Man, you must be in a canyon if you cannot receive FM or TV where you are. I don't know a heck of a lot about the Royal 2000, but it must have a very sensitive AM section if you get stations from Bakersfield and Los Angeles.

I don't know just where in the Los Angeles area you are, but it obviously must not be in the immediate metropolitan area or even in a suburb if you are blocked from receiving any FM or TV at all. I know this happens in places like West Virginia and up in the mountains in other parts of the country, but even most of those areas get at least one FM station. Even if you were able to pull in one NPR station it would be better than nothing.

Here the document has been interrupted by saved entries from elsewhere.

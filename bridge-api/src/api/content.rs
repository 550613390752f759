/*
 * Copyright 2025 DigitalBridge
 *
 * Licensed under either of
 *
 * * Apache License, Version 2.0
 *   (http://www.apache.org/licenses/LICENSE-2.0)
 * * MIT license
 *   (http://opensource.org/licenses/MIT)
 *
 * at your option.
 *
 * Unless you explicitly state otherwise, any contribution intentionally
 * submitted for inclusion in the work by you, as defined in the Apache-2.0
 * license, shall be dual licensed as above, without any additional terms or
 * conditions.
 */

//! Read-only content queries for the marketing pages.
//!
//! Parameter validation happens before any database access, so the 400
//! paths work even when the server runs without a pool.

use actix_web::{web, HttpResponse};
use serde::{Deserialize, Serialize};
use sqlx::PgPool;
use tracing::error;

use crate::api::ErrorBody;
use crate::models::content::{BlogPost, Service, Testimonial};

const FETCH_ERROR: &str = "Failed to fetch content";
const INVALID_TYPE_ERROR: &str = "Invalid content type. Supported types: services, \
     testimonials, blog_posts, service_by_category, blog_by_slug";

/// Database handle for the content endpoint. `None` when the server runs
/// without a database; every query then reports a fetch failure.
#[derive(Clone)]
pub struct ContentDb {
    pub pool: Option<PgPool>,
}

#[derive(Debug, Deserialize)]
pub struct ContentQuery {
    #[serde(rename = "type")]
    pub content_type: Option<String>,
    pub featured: Option<String>,
    #[serde(default = "default_limit")]
    pub limit: i64,
    pub category: Option<String>,
    pub slug: Option<String>,
}

fn default_limit() -> i64 {
    10
}

#[derive(Debug, Serialize)]
pub struct ContentResponse<T: Serialize> {
    pub data: Vec<T>,
    pub count: usize,
}

fn ok<T: Serialize>(data: Vec<T>) -> HttpResponse {
    let count = data.len();
    HttpResponse::Ok().json(ContentResponse { data, count })
}

fn fetch_failed(e: sqlx::Error) -> HttpResponse {
    error!("Database error fetching content: {}", e);
    HttpResponse::InternalServerError().json(ErrorBody::new(FETCH_ERROR))
}

/// GET /api/v1/content
pub async fn get_content(
    db: web::Data<ContentDb>,
    query: web::Query<ContentQuery>,
) -> HttpResponse {
    let content_type = query.content_type.as_deref().unwrap_or_default();
    let featured = query.featured.as_deref() == Some("true");
    let limit = query.limit;

    // Required parameters are checked before touching the database.
    match content_type {
        "services" | "testimonials" | "blog_posts" => {}
        "service_by_category" => {
            if query.category.is_none() {
                return HttpResponse::BadRequest()
                    .json(ErrorBody::new("Category parameter is required"));
            }
        }
        "blog_by_slug" => {
            if query.slug.is_none() {
                return HttpResponse::BadRequest()
                    .json(ErrorBody::new("Slug parameter is required"));
            }
        }
        _ => {
            return HttpResponse::BadRequest().json(ErrorBody::new(INVALID_TYPE_ERROR));
        }
    }

    let pool = match &db.pool {
        Some(pool) => pool,
        None => {
            error!("Content query without a database pool");
            return HttpResponse::InternalServerError().json(ErrorBody::new(FETCH_ERROR));
        }
    };

    match content_type {
        "services" => match Service::list_active(pool, featured, limit).await {
            Ok(services) => ok(services),
            Err(e) => fetch_failed(e),
        },
        "testimonials" => match Testimonial::list_active(pool, featured, limit).await {
            Ok(testimonials) => ok(testimonials),
            Err(e) => fetch_failed(e),
        },
        "blog_posts" => match BlogPost::list_published(pool, featured, limit).await {
            Ok(posts) => ok(posts),
            Err(e) => fetch_failed(e),
        },
        "service_by_category" => {
            let category = query.category.as_deref().unwrap_or_default();
            match Service::list_by_category(pool, category).await {
                Ok(services) => ok(services),
                Err(e) => fetch_failed(e),
            }
        }
        "blog_by_slug" => {
            let slug = query.slug.as_deref().unwrap_or_default();
            match BlogPost::get_by_slug(pool, slug).await {
                Ok(post) => ok(post.into_iter().collect()),
                Err(e) => fetch_failed(e),
            }
        }
        _ => unreachable!("content type already validated"),
    }
}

What on earth do you guys do for TV reception in that canyon? If antennas don't work, the only other thing I can think of is that you have cable or satellite. If you have either you can get 24-hour music with their digital music channels; even if you cannot get any FM in your area you can still hook up the audio from your cable box or satellite receiver (or the audio output of your computer's sound card) to your stereo system and still get all the music you could ever want. I did that here a long time ago and have never regretted it. Internet radio and digital cable music channels offer much more variety than regular FM radio does today, or probably ever did. No reception problems or commercials either. I still listen to one oldies station and a classic rock station on FM occasionally, but these days most of my music comes from digital cable and Internet radio, not to mention my own music collection stored on my computer. I have never enjoyed listening to radio or music more; I often wonder why I didn't discover Internet radio sooner than I did.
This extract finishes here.